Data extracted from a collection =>
########################################
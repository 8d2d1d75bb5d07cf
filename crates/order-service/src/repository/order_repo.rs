//! 订单仓储
//!
//! 订单的查询、状态变更与删除。订单的写入只发生在下单事务中，见 `reservation_repo`。

use async_trait::async_trait;
use sqlx::PgPool;
use uuid::Uuid;

use super::traits::OrderRepositoryTrait;
use crate::error::StoreResult;
use crate::models::{Order, OrderStatus};

/// 订单仓储
pub struct OrderRepository {
    pool: PgPool,
}

impl OrderRepository {
    pub fn new(pool: PgPool) -> Self {
        Self { pool }
    }

    // ==================== 查询操作 ====================

    /// 根据 ID 获取订单
    pub async fn get_order(&self, id: Uuid) -> StoreResult<Option<Order>> {
        let order = sqlx::query_as::<_, Order>(
            r#"
            SELECT id, buyer_id, event_id, quantity, total_amount, status, created_at
            FROM orders
            WHERE id = $1
            "#,
        )
        .bind(id)
        .fetch_optional(&self.pool)
        .await?;

        Ok(order)
    }

    /// 列出购买者的订单，最新的在前
    pub async fn list_orders_by_buyer(&self, buyer_id: Uuid) -> StoreResult<Vec<Order>> {
        let orders = sqlx::query_as::<_, Order>(
            r#"
            SELECT id, buyer_id, event_id, quantity, total_amount, status, created_at
            FROM orders
            WHERE buyer_id = $1
            ORDER BY created_at DESC
            "#,
        )
        .bind(buyer_id)
        .fetch_all(&self.pool)
        .await?;

        Ok(orders)
    }

    /// 列出活动的订单，最新的在前
    pub async fn list_orders_by_event(&self, event_id: Uuid) -> StoreResult<Vec<Order>> {
        let orders = sqlx::query_as::<_, Order>(
            r#"
            SELECT id, buyer_id, event_id, quantity, total_amount, status, created_at
            FROM orders
            WHERE event_id = $1
            ORDER BY created_at DESC
            "#,
        )
        .bind(event_id)
        .fetch_all(&self.pool)
        .await?;

        Ok(orders)
    }

    // ==================== 写操作 ====================

    /// 更新订单状态，不涉及库存
    pub async fn update_order_status(
        &self,
        id: Uuid,
        status: OrderStatus,
    ) -> StoreResult<Option<Order>> {
        let order = sqlx::query_as::<_, Order>(
            r#"
            UPDATE orders
            SET status = $2
            WHERE id = $1
            RETURNING id, buyer_id, event_id, quantity, total_amount, status, created_at
            "#,
        )
        .bind(id)
        .bind(status)
        .fetch_optional(&self.pool)
        .await?;

        Ok(order)
    }

    /// 删除订单，不回补库存
    pub async fn delete_order(&self, id: Uuid) -> StoreResult<bool> {
        let result = sqlx::query("DELETE FROM orders WHERE id = $1")
            .bind(id)
            .execute(&self.pool)
            .await?;

        Ok(result.rows_affected() > 0)
    }
}

#[async_trait]
impl OrderRepositoryTrait for OrderRepository {
    async fn get_order(&self, id: Uuid) -> StoreResult<Option<Order>> {
        self.get_order(id).await
    }

    async fn list_orders_by_buyer(&self, buyer_id: Uuid) -> StoreResult<Vec<Order>> {
        self.list_orders_by_buyer(buyer_id).await
    }

    async fn list_orders_by_event(&self, event_id: Uuid) -> StoreResult<Vec<Order>> {
        self.list_orders_by_event(event_id).await
    }

    async fn update_order_status(
        &self,
        id: Uuid,
        status: OrderStatus,
    ) -> StoreResult<Option<Order>> {
        self.update_order_status(id, status).await
    }

    async fn delete_order(&self, id: Uuid) -> StoreResult<bool> {
        self.delete_order(id).await
    }
}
########################################
What the task asks => Indicate the number of lines in the data above that contain the string "WHERE", without any additional text.

Answer to the problem => 5